МБЧ остановил Воеводу жестом и взглядом, и тот послушно потек за другой конец стола, где ему указали на стул. Жмурков, как арбитр, как царева черная тень, с тем же таинственно-задумчивым видом уселся не рядом, а чуть поодаль, сбоку от стола.
— Наслышан, наслышан, — произнес МБЧ спокойно-породистым, как ему казалось, тоном персонажа из какого-нибудь, скажем, «Горя от ума». — Киборги, киборги, киборги... Орки, орки, орки... Что это за Братство конца какое‑то?
— Кольца, — пробормотал себе под нос Жмурков.
— Именно конца, а не кольца, — почти огрызнулся МБЧ.
Он обожал острить и хотел, чтоб сразу доходило. Даже до воевод, не говоря уже о тайных советниках. Но острил он своеобразно. Ему нравилось, как окружающие смеются над его шутками, простыми и народными, всегда по делу и к месту. Так нравилось, что он сам порой не мог сдержать улыбки. МБЧ развил это чувство в курилке «конторы», где он начинал свой карьерный рост. Он не курил, но любил поторчать там, пообщаться с коллегами, как говорится, подышать сладким и приятным дымом отечества, да что греха таить, и анекдотцы послушать для общего, так сказать, развития, ну и, не в первую очередь, конечно, по роду службы в какой‑то степени.
— Дорогой МБЧ, выслу...
— Нет уж. Это вы меня выслушайте, милейший! — Ни один мускул на лице МБЧ не дрогнул. Не исключено, что уже просто не совсем мог («Ботакс-шмотакс! Придумают же евреи всякую х...ню»!). Но маленькие, близко посаженные белесые глазки налились таким свинцом, что Воевода весь сжался. И приготовился к тому, что этот расплавленный тяжелый металл прямо сейчас вот-вот зальют ему в глотку, как в ранее считавшейся формалистической и идейно чуждой, а ныне шедевром мирового кино, черно-белой гордостью отечественного кинематографа картине «Андрей Рублев». — Что там происходит, в конце концов, в этой республике, в этом доброкачественном, так сказать новообразовании, как бишь оно у вас там называется?
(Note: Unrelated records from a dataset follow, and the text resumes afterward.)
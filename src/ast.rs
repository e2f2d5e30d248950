// Author: Dustin Pilgrim
// License: MIT

use std::fmt;

use indexmap::IndexMap;
use serde::Serialize;

/// Type tag reported for an attribute.
#[derive(Debug, Clone, Copy, PartialEq, Eq, Serialize)]
#[serde(rename_all = "lowercase")]
pub enum AttributeType {
    String,
    Number,
    Boolean,
    Array,
}

impl fmt::Display for AttributeType {
    fn fmt(&self, f: &mut fmt::Formatter<'_>) -> fmt::Result {
        let name = match self {
            AttributeType::String => "string",
            AttributeType::Number => "number",
            AttributeType::Boolean => "boolean",
            AttributeType::Array => "array",
        };
        f.write_str(name)
    }
}

#[derive(Debug, Clone, PartialEq, Serialize)]
#[serde(untagged)]
pub enum Scalar {
    String(String),
    Integer(i64),
    Float(f32),
    Bool(bool),
    /// Raw text of a conditional outcome that is stored without being evaluated
    /// (comparison, `contains(...)` and logic-function outcomes).
    Expression(String),
}

impl Scalar {
    /// Reported type of the scalar. Unevaluated expressions are always
    /// boolean-valued forms, so they report `Boolean`.
    pub fn kind(&self) -> AttributeType {
        match self {
            Scalar::String(_) => AttributeType::String,
            Scalar::Integer(_) | Scalar::Float(_) => AttributeType::Number,
            Scalar::Bool(_) | Scalar::Expression(_) => AttributeType::Boolean,
        }
    }

    pub fn as_str(&self) -> Option<&str> {
        match self {
            Scalar::String(s) => Some(s),
            _ => None,
        }
    }

    pub fn as_integer(&self) -> Option<i64> {
        match self {
            Scalar::Integer(n) => Some(*n),
            _ => None,
        }
    }

    pub fn as_float(&self) -> Option<f64> {
        match self {
            Scalar::Integer(n) => Some(*n as f64),
            Scalar::Float(n) => Some(*n as f64),
            _ => None,
        }
    }

    pub fn as_bool(&self) -> Option<bool> {
        match self {
            Scalar::Bool(b) => Some(*b),
            _ => None,
        }
    }
}

impl Scalar {
    /// Render as NECL source text that parses back to the same scalar.
    ///
    /// Strings are quoted with `"` unless they contain one, floats always
    /// carry a decimal point, expressions are written raw.
    pub fn to_necl(&self) -> String {
        match self {
            Scalar::String(s) if s.contains('"') => format!("'{}'", s),
            Scalar::String(s) => format!("\"{}\"", s),
            Scalar::Float(f) => {
                let text = f.to_string();
                if text.contains('.') { text } else { format!("{}.0", text) }
            }
            other => other.to_string(),
        }
    }
}

impl fmt::Display for Scalar {
    fn fmt(&self, f: &mut fmt::Formatter<'_>) -> fmt::Result {
        match self {
            Scalar::String(s) | Scalar::Expression(s) => f.write_str(s),
            Scalar::Integer(n) => write!(f, "{}", n),
            Scalar::Float(n) => write!(f, "{}", n),
            Scalar::Bool(b) => write!(f, "{}", b),
        }
    }
}

/// Payload of an attribute: a single scalar, or an array of scalars.
#[derive(Debug, Clone, PartialEq, Serialize)]
#[serde(untagged)]
pub enum AttributeValue {
    Scalar(Scalar),
    Array(Vec<Scalar>),
}

impl AttributeValue {
    /// Render as the right-hand side of a NECL attribute line.
    pub fn to_necl(&self) -> String {
        match self {
            AttributeValue::Scalar(s) => s.to_necl(),
            AttributeValue::Array(items) => {
                let parts: Vec<String> = items.iter().map(Scalar::to_necl).collect();
                format!("[{}]", parts.join(", "))
            }
        }
    }
}

#[derive(Debug, Clone, PartialEq, Serialize)]
pub struct Attribute {
    pub name: String,
    #[serde(rename = "type")]
    pub kind: AttributeType,
    pub value: AttributeValue,
}

impl Attribute {
    pub fn scalar(name: impl Into<String>, kind: AttributeType, value: Scalar) -> Self {
        Self {
            name: name.into(),
            kind,
            value: AttributeValue::Scalar(value),
        }
    }

    pub fn array(name: impl Into<String>, elements: Vec<Scalar>) -> Self {
        Self {
            name: name.into(),
            kind: AttributeType::Array,
            value: AttributeValue::Array(elements),
        }
    }

    /// The scalar value, `None` for array attributes.
    pub fn scalar_value(&self) -> Option<&Scalar> {
        match &self.value {
            AttributeValue::Scalar(s) => Some(s),
            AttributeValue::Array(_) => None,
        }
    }

    /// The array elements, `None` for scalar attributes.
    pub fn array_value(&self) -> Option<&[Scalar]> {
        match &self.value {
            AttributeValue::Array(elements) => Some(elements),
            AttributeValue::Scalar(_) => None,
        }
    }
}

#[derive(Debug, Clone, Default, PartialEq, Serialize)]
pub struct Block {
    pub name: String,
    pub attributes: IndexMap<String, Attribute>,
    pub blocks: IndexMap<String, Block>,
}

impl Block {
    pub fn attribute(&self, name: &str) -> Option<&Attribute> {
        self.attributes.get(name)
    }

    pub fn block(&self, name: &str) -> Option<&Block> {
        self.blocks.get(name)
    }
}

#[derive(Debug, Clone, Default, PartialEq, Serialize)]
pub struct Document {
    pub attributes: IndexMap<String, Attribute>, // top-level, outside any block
    pub blocks: IndexMap<String, Block>,
}

impl Document {
    pub fn attribute(&self, name: &str) -> Option<&Attribute> {
        self.attributes.get(name)
    }

    pub fn block(&self, name: &str) -> Option<&Block> {
        self.blocks.get(name)
    }
}

/// Attribute mapping of the block (or document) currently being scanned.
///
/// Expressions resolve names against it, and projection expressions write
/// their `index`/`value` bindings into it. Those bindings are not removed
/// when the loop ends.
#[derive(Debug, Clone, Default, PartialEq)]
pub struct Scope {
    attributes: IndexMap<String, Attribute>,
}

impl Scope {
    pub fn new() -> Self {
        Self::default()
    }

    pub fn get(&self, name: &str) -> Option<&Attribute> {
        self.attributes.get(name)
    }

    /// Insert or overwrite an attribute under its own name.
    pub fn insert(&mut self, attribute: Attribute) {
        self.attributes.insert(attribute.name.clone(), attribute);
    }

    pub fn into_attributes(self) -> IndexMap<String, Attribute> {
        self.attributes
    }
}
— ККНР, — вымолвили в унисон Воевода и Жмурков и посмотрели друг на друга.
— Красно-Каменская Народная Республика, — внес ясность Жмурков.
При дворе Жмуркова не любили и боялись. Почитали интеллигентом (читай: врагом). Этот термин использовали для отрицательной характеристики личности и к нему часто добавляли определение «гнилой». Такой уже почти столетний, устоявшийся фразеологизм — признак богатства великого языка. Несмотря на окружающую его плохо скрываемую, мягко говоря, нелюбовь, Жмурков настолько вошел в образ интеллигента, что однажды даже написал пьесу «Ноль на ноль не делится» под псевдонимом Жмуриков, чтобы никто не догадался.